Их разместили в одном отеле, сестру Бригитту и миссис Элизабет Костелло. Предварительно их спросили, предпочитают ли они отдельные номера или намерены поселиться вместе. Отдельный номер, ответила она и подумала, что Бланш, вероятно, сказала то же самое. Они с Бланш никогда не были по-настоящему близки; и сейчас, когда они состарились, ей бы не хотелось слушать молитвы Бланш на сон грядущий или любоваться бельем сестер ордена Святой Марии.
Элизабет распаковывает свои вещи, суетливо топчется по комнате, включает телевизор, снова выключает его. Как-то вдруг она засыпает, лежа на спине, в одежде, не сняв даже туфель. Ее будит телефон. С закрытыми глазами она нащупывает трубку, еще не понимая, где находится. „Элизабет, — произносит голос в трубке. — Это ты?“
Они встречаются в холле отеля. Ей казалось, что в последние годы в отношении одежды монахинь произошло послабление, но если это и так, то Бланш оно не коснулось. На голове у нее платок-апостольник, одета она в простую белую блузу и серую юбку до середины икры, на ногах — остроносые черные туфли, какие носили лет десять назад. Лицо Бланш изрезано морщинами, а тыльная сторона кистей рук вся в коричневых пятнах, но можно сказать, она неплохо сохранилась. „Такие как она обычно доживают до глубокой старости“, — мелькает в голове Элизабет. Костлявая — именно это слово невольно приходит на ум, костлявая, как тощая курица. Ну, а что видит перед собой Бланш и как она оценивает свою сестру, оставшуюся в миру, — на этом, пожалуй, не стоит задерживаться.

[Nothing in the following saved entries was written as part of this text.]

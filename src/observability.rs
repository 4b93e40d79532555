//! Observability utilities.

use crate::types::ObservabilityConfig;
use std::sync::OnceLock;
use tracing_subscriber::{fmt, prelude::*, EnvFilter};

static TRACING_INIT: OnceLock<()> = OnceLock::new();

/// Environment switch for JSON log output.
pub const LOG_FORMAT_ENV: &str = "PAYMENT_TOOLS_LOG_FORMAT";

/// Initialize tracing subscriber once for the process.
///
/// Log format defaults to plain text and can be switched to JSON via
/// `PAYMENT_TOOLS_LOG_FORMAT=json`. Filter defaults to `info` if `RUST_LOG` is unset.
pub fn init_tracing() {
    let json = std::env::var(LOG_FORMAT_ENV)
        .map(|v| v.eq_ignore_ascii_case("json"))
        .unwrap_or(false);
    install("info", json);
}

/// Like [`init_tracing`], with level and format taken from config.
///
/// `RUST_LOG` still wins over the configured level when set.
pub fn init_tracing_with(config: &ObservabilityConfig) {
    install(&config.log_level, config.json_logs);
}

fn install(default_level: &str, json: bool) {
    TRACING_INIT.get_or_init(|| {
        let env_filter = EnvFilter::try_from_default_env()
            .unwrap_or_else(|_| EnvFilter::new(default_level));

        let result = if json {
            tracing_subscriber::registry()
                .with(env_filter)
                .with(fmt::layer().json())
                .try_init()
        } else {
            tracing_subscriber::registry()
                .with(env_filter)
                .with(fmt::layer().compact())
                .try_init()
        };

        if let Err(err) = result {
            eprintln!("tracing init skipped: {err}");
        }
    });
}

Они обнялись, заказали чай. Обменялись ничего не значащими фразами. Бланш приходится теткой ее детям, и, хотя она никогда не вела себя так, как надлежит настоящей тетке, она вынуждена выслушать новости о племяннике и племяннице, которых видела в жизни всего пару раз и которые ей, в общем-то, безразличны. Разговаривая с сестрой, Элизабет с удивлением думает: „И ради этого я приехала — мазнуть губами по щеке, устало обменяться парой слов, сделать попытку оживить прошлое, уже почти стершееся из памяти?“
Родственная близость, фамильное сходство — а в общем-то две старые женщины в чужом для обеих городе пьют маленькими глотками чай, пытаясь скрыть друг от друга свое разочарование. Несомненно, еще можно что-то исправить. Можно укрыться за какой-нибудь выдумкой, которая мышонком скребется в закоулках памяти. Но сегодня она слишком устала, чтобы воспользоваться этой возможностью.
— В девять тридцать, — говорит Бланш.
— Что?
— За нами заедут в девять тридцать. Встретимся здесь, внизу. — Бланш ставит чашку на стол. — Ты выглядишь измотанной, Элизабет. Пойди поспи немного. А мне нужно подготовить речь. Меня попросили выступить. Ничего не поделаешь, за почет надо платить.
— Речь?
— Обращение. Завтра я должна обратиться к выпускникам. Боюсь, тебе придется вытерпеть всё до конца.
II
Ее усадили в первом ряду, вместе с другими высокими гостями. С тех пор как она последний раз была на церемонии выпуска, прошло много лет. Конец учебного года. Здесь, в Африке, летом так же невыносимо жарко, как и дома.